*** Opening TASK INPUTS ***

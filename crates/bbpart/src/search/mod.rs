//! Parallel branch-and-bound over the binary decision tree.
//!
//! Purpose
//! - Walk every balanced assignment of blocks to two partitions and return
//!   one with minimal cut, pruning subtrees that cannot contain a better
//!   leaf.
//!
//! Shape of the search
//! - Each node of the tree fixes the partition of one more block; a leaf is a
//!   complete assignment. Workers run an explicit LIFO stack of search nodes
//!   rather than recursing: tree depth equals the block count, per-node state
//!   is the thing the incremental cost update needs, and a stack makes the
//!   copy-on-push lifetime obvious.
//! - The coordinator splits the top of the tree among a power-of-two number
//!   of workers by pre-assigning the first few blocks, then merges the
//!   per-worker results. Workers share only the best-known bound (a mutex,
//!   taken once per leaf) and their prune/telemetry slots.
//!
//! Pruning rules
//! - Balance: a side that already exceeds `ceil(|blocks|/2)` can never reach
//!   a balanced leaf.
//! - Mirror: swapping partition labels maps the half of the tree with block 0
//!   in partition B onto the half with block 0 in partition A, so the B half
//!   can be discarded wholesale.
//! - Bound: the cut only grows as blocks are decided, so a partial cut above
//!   the best completed cut is hopeless. A stale bound only costs extra
//!   exploration, never a wrong answer.

pub mod coordinator;

mod node;
mod worker;

pub use coordinator::{BestCut, CancelToken, Partitioner, Results};
//! Exact hypergraph bipartitioning by parallel branch and bound.
//!
//! Purpose
//! - Given an undirected hypergraph of blocks connected by nets, assign every
//!   block to one of two partitions so that the partition sizes differ by at
//!   most one and the number of nets with blocks on both sides (the cut size)
//!   is minimal. The answer is exact: the engine walks the full binary
//!   decision tree of depth `|blocks|`, pruned by balance, mirror symmetry,
//!   and the best-known bound.
//!
//! Architecture
//! - [`hypergraph`]: the immutable problem representation with O(1) access to
//!   both directions of the block/net incidence relation.
//! - [`cost`]: the cut evaluator, both the full recompute and the incremental
//!   one-block extension used on the hot path.
//! - [`search`]: explicit-stack depth-first workers, the coordinator that
//!   splits the top of the tree among a power-of-two number of workers, and
//!   the shared best-cost bound.
//! - [`sink`]: opaque observers for prune batches and telemetry. The engine
//!   runs headless without them; nothing is queued or formatted when no sink
//!   is attached.
//!
//! Notes
//! - The decision tree has `2^|blocks|` leaves, so problems beyond roughly 30
//!   blocks are out of reach by design; the point of the engine is exactness
//!   on small instances, not scale.
//! - The optimal cut value is deterministic across worker counts. Event order
//!   (telemetry, prune batches) is not.

pub mod cost;
pub mod hypergraph;
pub mod search;
pub mod sink;

mod error;
mod settings;

pub use error::SearchError;
pub use hypergraph::{Assignment, Hypergraph, Partition};
pub use search::{BestCut, CancelToken, Partitioner, Results};
pub use settings::Settings;

/// Library version string.
pub const VERSION: &str = env!("CARGO_PKG_VERSION");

*** Closing TASK INPUTS ***

## YOUR OBJECTIVE
Out of the records above, pull the lines that include the word "among".

## PROBLEM SOLUTION
//! - The coordinator splits the top of the tree among a power-of-two number
//!   splits the top of the tree among a power-of-two number of workers, and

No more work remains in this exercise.